Again the rationale underpinning the goals was pursued.
(3) In order to assess interviewees’ longer term interests, respondents were asked
about how they wanted to see their community after the mining operation
closed down, if this issue did not surface without prompting. This question
was followed by queries aimed at understanding the underpinning objectives
and clarifying the immediate steps required to achieve this desired state of the
community at mine closure.
While some informants were forthcoming with a variety of concerns, others were
more reticent. For this reason, interviewers used a number of prompts when
interviewees were less forthcoming. The prompts were based on a local adaptation of
the range of issues captured in the 7 questions to sustainability initiative, a North
American multi-stakeholder initiative aimed at monitoring a comprehensive range of
mine outcomes [30].
The degree of tension and distrust in the communities was an important factor
limiting the representation of the interview sample.

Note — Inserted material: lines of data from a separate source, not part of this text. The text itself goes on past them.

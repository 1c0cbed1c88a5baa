use serde_json::json;
use spacelaunch_api::{Client, Error, LaunchListQuery};
use wiremock::matchers::{body_partial_json, header, method, path};
use wiremock::{Mock, MockServer, ResponseTemplate};

fn load_fixture(name: &str) -> String {
    std::fs::read_to_string(format!("tests/fixtures/{}", name)).unwrap()
}

fn endpoint(server: &MockServer) -> String {
    format!("{}/graphql", server.uri())
}

#[tokio::test]
async fn get_launches_success() {
    let mock_server = MockServer::start().await;
    let body = load_fixture("launches_page1.json");

    Mock::given(method("POST"))
        .and(path("/graphql"))
        .and(header("x-apollo-operation-name", "LaunchList"))
        .respond_with(ResponseTemplate::new(200).set_body_string(&body))
        .mount(&mock_server)
        .await;

    let client = Client::with_base_url(&endpoint(&mock_server));
    let result = client.get_launches(&LaunchListQuery::default()).await;
    assert!(result.is_ok());

    let resp = result.unwrap();
    assert!(resp.errors.is_none());
    let connection = resp.data.unwrap().launches;
    assert_eq!(connection.cursor.as_deref(), Some("1583556631"));
    assert!(connection.has_more);
    let launches = connection.into_launches();
    assert_eq!(launches.len(), 2);
    assert_eq!(launches[0].id, "110");
}

#[tokio::test]
async fn get_launches_sends_cursor_variable() {
    let mock_server = MockServer::start().await;
    let body = load_fixture("launches_last.json");

    Mock::given(method("POST"))
        .and(path("/graphql"))
        .and(body_partial_json(json!({
            "operationName": "LaunchList",
            "variables": { "cursor": "1583556631", "pageSize": 5 }
        })))
        .respond_with(ResponseTemplate::new(200).set_body_string(&body))
        .expect(1)
        .mount(&mock_server)
        .await;

    let client = Client::with_base_url(&endpoint(&mock_server));
    let query = LaunchListQuery::default()
        .with_cursor(Some("1583556631"))
        .with_page_size(5);
    let resp = client.get_launches(&query).await.unwrap();
    assert!(!resp.data.unwrap().launches.has_more);
}

#[tokio::test]
async fn get_launches_partial_data_keeps_errors() {
    let mock_server = MockServer::start().await;
    let body = load_fixture("launches_partial.json");

    Mock::given(method("POST"))
        .and(path("/graphql"))
        .respond_with(ResponseTemplate::new(200).set_body_string(&body))
        .mount(&mock_server)
        .await;

    let client = Client::with_base_url(&endpoint(&mock_server));
    let resp = client
        .get_launches(&LaunchListQuery::default())
        .await
        .unwrap();
    assert_eq!(resp.data.as_ref().unwrap().launches.launches.len(), 1);
    assert_eq!(
        resp.error_message().as_deref(),
        Some("Cannot resolve mission for launch 108 (line 9, column 7)")
    );
}

#[tokio::test]
async fn get_launches_server_error() {
    let mock_server = MockServer::start().await;

    Mock::given(method("POST"))
        .and(path("/graphql"))
        .respond_with(ResponseTemplate::new(503).set_body_string("Service Unavailable"))
        .mount(&mock_server)
        .await;

    let client = Client::with_base_url(&endpoint(&mock_server));
    let result = client.get_launches(&LaunchListQuery::default()).await;
    match result {
        Err(Error::HttpStatus { status, body }) => {
            assert_eq!(status, 503);
            assert_eq!(body, "Service Unavailable");
        }
        _ => panic!("expected HttpStatus error"),
    }
}

#[tokio::test]
async fn get_launches_malformed_json() {
    let mock_server = MockServer::start().await;

    Mock::given(method("POST"))
        .and(path("/graphql"))
        .respond_with(ResponseTemplate::new(200).set_body_string("{not valid json}"))
        .mount(&mock_server)
        .await;

    let client = Client::with_base_url(&endpoint(&mock_server));
    let result = client.get_launches(&LaunchListQuery::default()).await;
    assert!(matches!(result, Err(Error::RequestFailed)));
}

#[tokio::test]
async fn invalid_endpoint_fails_without_request() {
    let client = Client::with_base_url("not a url");
    let result = client.get_launches(&LaunchListQuery::default()).await;
    assert!(matches!(result, Err(Error::RequestFailed)));
}
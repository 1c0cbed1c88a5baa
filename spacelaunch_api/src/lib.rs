mod client;
mod errors;
mod query;
pub mod types;
pub use self::client::{Client, DEFAULT_ENDPOINT};
pub use self::errors::Error;
pub use self::query::{LaunchListQuery, Query, RequestBody};
mod common;
pub use self::common::{Query, RequestBody};

mod launch_list;
pub use self::launch_list::LaunchListQuery;
mod commands;
mod output;

use std::time::Duration;

use anyhow::Result;
use clap::{Parser, Subcommand};
use spacelaunch_lib::cache::MemoryCache;
use spacelaunch_lib::CachedClient;

use crate::output::OutputFormat;

#[derive(Parser)]
#[command(name = "spacelaunch")]
#[command(about = "Browse space launches from the launch GraphQL API")]
struct Cli {
    /// Output format: table, json, csv, or markdown
    #[arg(long, default_value = "table", global = true)]
    output: String,

    /// GraphQL endpoint (defaults to the public tutorial server)
    #[arg(long, env = "SPACELAUNCH_ENDPOINT", global = true)]
    endpoint: Option<String>,

    #[command(subcommand)]
    command: Commands,
}

#[derive(Subcommand)]
enum Commands {
    /// Scroll through the launch list, loading pages as the end comes into view
    Launches(commands::launches::LaunchesArgs),
    /// Download and downsample a single image
    Thumbnail(commands::thumbnail::ThumbnailArgs),
}

#[tokio::main]
async fn main() -> Result<()> {
    dotenvy::dotenv().ok();

    tracing_subscriber::fmt()
        .with_env_filter(
            tracing_subscriber::EnvFilter::from_default_env()
                .add_directive("spacelaunch=info".parse()?),
        )
        .with_target(false)
        .with_writer(std::io::stderr)
        .init();

    let cli = Cli::parse();

    let format = match cli.output.as_str() {
        "json" => OutputFormat::Json,
        "csv" => OutputFormat::Csv,
        "markdown" | "md" => OutputFormat::Markdown,
        _ => OutputFormat::Table,
    };

    match &cli.command {
        Commands::Launches(args) => {
            let cache = MemoryCache::new(cache_ttl());
            let client = match &cli.endpoint {
                Some(endpoint) => CachedClient::with_base_url(endpoint, cache),
                None => CachedClient::new(cache),
            };
            commands::launches::run(args, client, &format).await?
        }
        Commands::Thumbnail(args) => commands::thumbnail::run(args).await?,
    }

    Ok(())
}

fn cache_ttl() -> Duration {
    let secs = std::env::var("SPACELAUNCH_CACHE_TTL_SECS")
        .ok()
        .and_then(|val| val.parse::<u64>().ok())
        .unwrap_or(300);
    Duration::from_secs(secs)
}
//! Library layer for spacelaunch: cached query client, the pagination
//! controller behind the infinite-scroll list, list presentation helpers,
//! and thumbnail loading.
//!
//! Wraps the `spacelaunch_api` GraphQL client with an in-memory TTL cache
//! and transport retry, and exposes it as a [`PageSource`] so the
//! [`PaginationController`] can be driven against the real endpoint or a
//! test double.

pub mod cache;
pub mod client;
pub mod error;
pub mod pagination;
pub mod presenter;
pub mod thumbnail;
pub mod validation;

pub use spacelaunch_api;
pub use spacelaunch_api::types;
pub use spacelaunch_api::{LaunchListQuery, Query, DEFAULT_ENDPOINT};

pub use client::{CachedClient, RetryConfig};
pub use error::SpaceLaunchError;
pub use pagination::{
    Applied, Page, PageRequest, PageSource, PaginationController, PaginationState,
};
pub use presenter::{is_near_end, ListPresenter, ListRow, ToListRow, Viewport};
pub use thumbnail::{
    ImageLoader, Thumbnail, ThumbnailSize, ThumbnailSlot, ThumbnailTicket, MAX_IMAGE_BYTES,
    THUMBNAIL_SIZE,
};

It was found that especially those
people who were currently employed in certain mines and those who had current
leadership positions in mine-affected communities were in some cases less willing to
be interviewed than others in the community. The reluctance was stronger where
mining operations were larger and intra-community tensions higher. This reluctance
was explained by some research participants as being related to interview fatigue or
to generally high levels of distrust. Other informants explained the reluctance to be
interviewed as related to the personal interests that community leaders have
142 C.J. Odell et al.
employed in order to obtain personal and family benefits from the mine, which could
lead to discomfort during the interview process. Others still related this reluctance to
fear of losing potential or existing benefits from the mine if others reported that they
had talked to outsiders without permission. Interviews were carried out in either
Spanish or Quechua (or both) depending on the informant’s comfort level. The
interviewers were local development specialists experienced in interviewing. In some
cases, local committee members carried out interviews, while in situations where
intra-community tension was intense, interviewers were less closely connected with
the communities.
6. Results
6.1. Structuring objectives
Each interview was recorded using digital tape recorders and the recordings were
used to create detailed notes concerning the content of interviews. These notes
formed the basis for coding the interviews according to themes and the relationships
between themes using the NVivo7TM software. The relationships between the themes
were used to structure the ideas expressed in the interviews into influence diagrams
that graphically depicted the relationships between the different perceived impacts
and benefits and their links with community objectives and values. Because a
theoretical sampling approach was used, the importance of objectives was gauged by
the explanations of relevance and importance for a particular group in the
community, rather than by the overall number of mentions.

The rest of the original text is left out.